DATA FOR REVIEW
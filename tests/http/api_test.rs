use std::sync::atomic::Ordering;
use std::time::Duration;

use axum::http::StatusCode;
use serde_json::json;

use ragbridge::structures::QueryMode;

use crate::{
    delete_req, get, post_empty, post_form, post_json, send, test_app, upload_request,
};

#[tokio::test]
async fn health_reports_engine_state() {
    let app = test_app();

    let (status, body) = send(&app.app, get("/health")).await;
    assert_eq!(status, StatusCode::OK);
    assert_eq!(body["status"], "healthy");
    assert_eq!(body["engine"], "up");
    assert_eq!(body["knowledge_bases"], 1);
    assert_eq!(body["files"], 0);

    app.engine.healthy.store(false, Ordering::SeqCst);
    let (status, body) = send(&app.app, get("/health")).await;
    assert_eq!(status, StatusCode::OK, "health stays 200 when the engine is down");
    assert_eq!(body["engine"], "down");
}

#[tokio::test]
async fn knowledge_bases_create_list_and_conflict() {
    let app = test_app();

    let (status, body) = send(
        &app.app,
        post_json(
            "/api/knowledge-bases",
            json!({"name": "papers", "description": "research"}),
        ),
    )
    .await;
    assert_eq!(status, StatusCode::OK);
    assert_eq!(body["status"], "success");
    assert_eq!(body["knowledge_base"]["name"], "papers");

    let (status, body) = send(
        &app.app,
        post_json("/api/knowledge-bases", json!({"name": "papers"})),
    )
    .await;
    assert_eq!(status, StatusCode::CONFLICT);
    assert!(body["detail"].as_str().unwrap().contains("already exists"));

    let (status, body) = send(
        &app.app,
        post_json("/api/knowledge-bases", json!({"name": "has space"})),
    )
    .await;
    assert_eq!(status, StatusCode::BAD_REQUEST);
    assert!(body["detail"].as_str().unwrap().contains("name"));

    let (status, body) = send(&app.app, get("/api/knowledge-bases")).await;
    assert_eq!(status, StatusCode::OK);
    let names: Vec<&str> = body["knowledge_bases"]
        .as_array()
        .unwrap()
        .iter()
        .map(|kb| kb["name"].as_str().unwrap())
        .collect();
    assert_eq!(names, vec!["default", "papers"]);
}

#[tokio::test]
async fn upload_stores_files_and_lists_them() {
    let app = test_app();

    let (status, body) = send(
        &app.app,
        upload_request(None, &[("report.txt", b"hello world")]),
    )
    .await;
    assert_eq!(status, StatusCode::OK);
    assert_eq!(body["status"], "success");
    assert_eq!(body["uploaded_files"], 1);
    let safe = body["files"][0]["safe_filename"].as_str().unwrap();
    assert!(safe.starts_with("default_") && safe.ends_with(".txt"));

    // the knowledge_base field may arrive after the file parts
    let (status, body) = send(&app.app, get("/api/files")).await;
    assert_eq!(status, StatusCode::OK);
    let files = body["files"].as_array().unwrap();
    assert_eq!(files.len(), 1);
    assert_eq!(files[0]["filename"], "report.txt");
    assert_eq!(files[0]["status"], "uploaded");
    assert_eq!(files[0]["progress"], 0);
    assert_eq!(files[0]["message"], "");
}

#[tokio::test]
async fn upload_reports_per_file_failures() {
    let app = test_app();

    let (status, body) = send(
        &app.app,
        upload_request(Some("default"), &[("good.txt", b"data"), ("", b"junk")]),
    )
    .await;
    assert_eq!(status, StatusCode::OK);
    assert_eq!(body["status"], "partial");
    assert_eq!(body["uploaded_files"], 1);

    let entries = body["files"].as_array().unwrap();
    assert_eq!(entries.len(), 2);
    assert!(entries[0]["error"].is_null());
    assert!(entries[1]["error"].as_str().is_some());
}

#[tokio::test]
async fn upload_to_unknown_kb_is_rejected() {
    let app = test_app();

    let (status, body) = send(
        &app.app,
        upload_request(Some("ghost"), &[("a.txt", b"x")]),
    )
    .await;
    assert_eq!(status, StatusCode::NOT_FOUND);
    assert!(body["detail"]
        .as_str()
        .unwrap()
        .contains("Knowledge base 'ghost' not found"));
    assert_eq!(app.store.file_count(), 0);
}

#[tokio::test]
async fn upload_without_file_parts_is_rejected() {
    let app = test_app();

    let (status, body) = send(&app.app, upload_request(Some("default"), &[])).await;
    assert_eq!(status, StatusCode::BAD_REQUEST);
    assert!(body["detail"].as_str().unwrap().contains("no file parts"));
}

#[tokio::test(start_paused = true)]
async fn parse_runs_a_file_to_completion() {
    let app = test_app();
    send(
        &app.app,
        upload_request(None, &[("report.txt", b"quarterly numbers")]),
    )
    .await;

    let (status, body) = send(
        &app.app,
        post_form("/api/parse", "filename=report.txt&knowledge_base=default"),
    )
    .await;
    assert_eq!(status, StatusCode::OK);
    assert_eq!(body["status"], "success");
    assert_eq!(body["message"], "Started parsing report.txt");
    let file_key = body["file_key"].as_str().unwrap().to_string();

    let mut finished = None;
    for _ in 0..200 {
        let (status, body) = send(
            &app.app,
            get(&format!("/api/files/{}/status", file_key)),
        )
        .await;
        assert_eq!(status, StatusCode::OK);
        if body["status"] == "completed" {
            finished = Some(body);
            break;
        }
        tokio::time::sleep(Duration::from_millis(100)).await;
    }
    let body = finished.expect("ingestion never completed");
    assert_eq!(body["progress"], 100);
    assert!(body["error"].is_null());
}

#[tokio::test(start_paused = true)]
async fn duplicate_parse_reports_no_change() {
    let app = test_app();
    *app.engine.insert_delay.lock().unwrap() = Duration::from_secs(60);
    send(&app.app, upload_request(None, &[("report.txt", b"x")])).await;

    let (status, body) = send(&app.app, post_form("/api/parse", "filename=report.txt")).await;
    assert_eq!(status, StatusCode::OK);
    assert_eq!(body["status"], "success");

    let (status, body) = send(&app.app, post_form("/api/parse", "filename=report.txt")).await;
    assert_eq!(status, StatusCode::OK);
    assert_eq!(body["status"], "no_change");
    assert_eq!(body["message"], "File is already processing");
}

#[tokio::test]
async fn parse_of_unknown_file_is_not_found() {
    let app = test_app();

    let (status, body) = send(&app.app, post_form("/api/parse", "filename=ghost.txt")).await;
    assert_eq!(status, StatusCode::NOT_FOUND);
    assert_eq!(
        body["detail"],
        "File 'ghost.txt' not found in knowledge base 'default'"
    );
}

#[tokio::test]
async fn parse_with_engine_down_is_unavailable() {
    let app = test_app();
    send(&app.app, upload_request(None, &[("report.txt", b"x")])).await;
    app.engine.healthy.store(false, Ordering::SeqCst);

    let (status, body) = send(&app.app, post_form("/api/parse", "filename=report.txt")).await;
    assert_eq!(status, StatusCode::SERVICE_UNAVAILABLE);
    assert!(body["detail"]
        .as_str()
        .unwrap()
        .contains("retrieval engine is not available"));

    // the record was never claimed
    let (_, body) = send(&app.app, get("/api/files/report.txt/status")).await;
    assert_eq!(body["status"], "uploaded");
}

#[tokio::test]
async fn status_resolves_safe_key_and_original_name() {
    let app = test_app();
    let (_, body) = send(&app.app, upload_request(None, &[("report.txt", b"x")])).await;
    let safe = body["files"][0]["safe_filename"].as_str().unwrap().to_string();

    let (status, by_key) = send(&app.app, get(&format!("/api/files/{}/status", safe))).await;
    assert_eq!(status, StatusCode::OK);
    assert_eq!(by_key["filename"], "report.txt");

    let (status, by_name) = send(&app.app, get("/api/files/report.txt/status")).await;
    assert_eq!(status, StatusCode::OK);
    assert_eq!(by_name["safe_filename"], safe.as_str());

    let (status, body) = send(&app.app, get("/api/files/ghost.txt/status")).await;
    assert_eq!(status, StatusCode::NOT_FOUND);
    assert!(body["detail"].as_str().unwrap().contains("ghost.txt"));
}

#[tokio::test]
async fn reset_and_delete_round_trip() {
    let app = test_app();
    let (_, body) = send(&app.app, upload_request(None, &[("report.txt", b"x")])).await;
    let safe = body["files"][0]["safe_filename"].as_str().unwrap().to_string();

    let (status, body) = send(&app.app, post_empty("/api/files/report.txt/reset")).await;
    assert_eq!(status, StatusCode::OK);
    assert_eq!(body["message"], "File report.txt status reset");

    let (status, body) = send(&app.app, delete_req(&format!("/api/files/{}", safe))).await;
    assert_eq!(status, StatusCode::OK);
    assert_eq!(body["deleted_file"], "report.txt");

    let (status, _) = send(&app.app, delete_req(&format!("/api/files/{}", safe))).await;
    assert_eq!(status, StatusCode::NOT_FOUND);

    let (_, body) = send(&app.app, get("/api/files")).await;
    assert!(body["files"].as_array().unwrap().is_empty());
}

#[tokio::test]
async fn reset_all_counts_the_records() {
    let app = test_app();
    send(
        &app.app,
        upload_request(None, &[("a.txt", b"1"), ("b.txt", b"2")]),
    )
    .await;

    let (status, body) = send(&app.app, post_empty("/api/files/reset-all")).await;
    assert_eq!(status, StatusCode::OK);
    assert_eq!(body["status"], "success");
    assert_eq!(body["reset"], 2);
}

#[tokio::test]
async fn query_proxies_the_engine_answer() {
    let app = test_app();

    let (status, body) = send(
        &app.app,
        post_json(
            "/api/query",
            json!({"query": "what is in the report", "mode": "local"}),
        ),
    )
    .await;
    assert_eq!(status, StatusCode::OK);
    assert_eq!(body["status"], "success");
    assert_eq!(body["mode"], "local");
    assert_eq!(body["result"], *app.engine.answer.lock().unwrap());
    assert!(body["timestamp"].as_str().unwrap().contains('T'));

    let seen = app.engine.last_query.lock().unwrap().clone();
    assert_eq!(
        seen,
        Some((
            "what is in the report".to_string(),
            QueryMode::Local,
            "default".to_string()
        ))
    );
}

#[tokio::test]
async fn query_defaults_to_hybrid_mode() {
    let app = test_app();

    let (status, body) = send(&app.app, post_json("/api/query", json!({"query": "x"}))).await;
    assert_eq!(status, StatusCode::OK);
    assert_eq!(body["mode"], "hybrid");
}

#[tokio::test]
async fn query_rejects_unknown_modes() {
    let app = test_app();

    let (status, body) = send(
        &app.app,
        post_json("/api/query", json!({"query": "x", "mode": "turbo"})),
    )
    .await;
    assert_eq!(status, StatusCode::BAD_REQUEST);
    let detail = body["detail"].as_str().unwrap();
    assert!(detail.contains("invalid mode 'turbo'"), "got {}", detail);
    assert!(detail.contains("naive, local, global, hybrid"));
}

#[tokio::test]
async fn query_rejects_blank_text() {
    let app = test_app();

    let (status, body) = send(
        &app.app,
        post_json("/api/query", json!({"query": "   "})),
    )
    .await;
    assert_eq!(status, StatusCode::BAD_REQUEST);
    assert_eq!(body["detail"], "query must not be empty");
}

#[tokio::test]
async fn query_with_engine_down_is_unavailable() {
    let app = test_app();
    app.engine.healthy.store(false, Ordering::SeqCst);

    let (status, body) = send(
        &app.app,
        post_json("/api/query", json!({"query": "anything"})),
    )
    .await;
    assert_eq!(status, StatusCode::SERVICE_UNAVAILABLE);
    assert_eq!(body["detail"], "connection refused");
}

EXERCISE AIM
Look through the listing, and copy each line in which the string "seen" turns up.

EXERCISE RESPONSE
    let seen = app.engine.last_query.lock().unwrap().clone();
        seen,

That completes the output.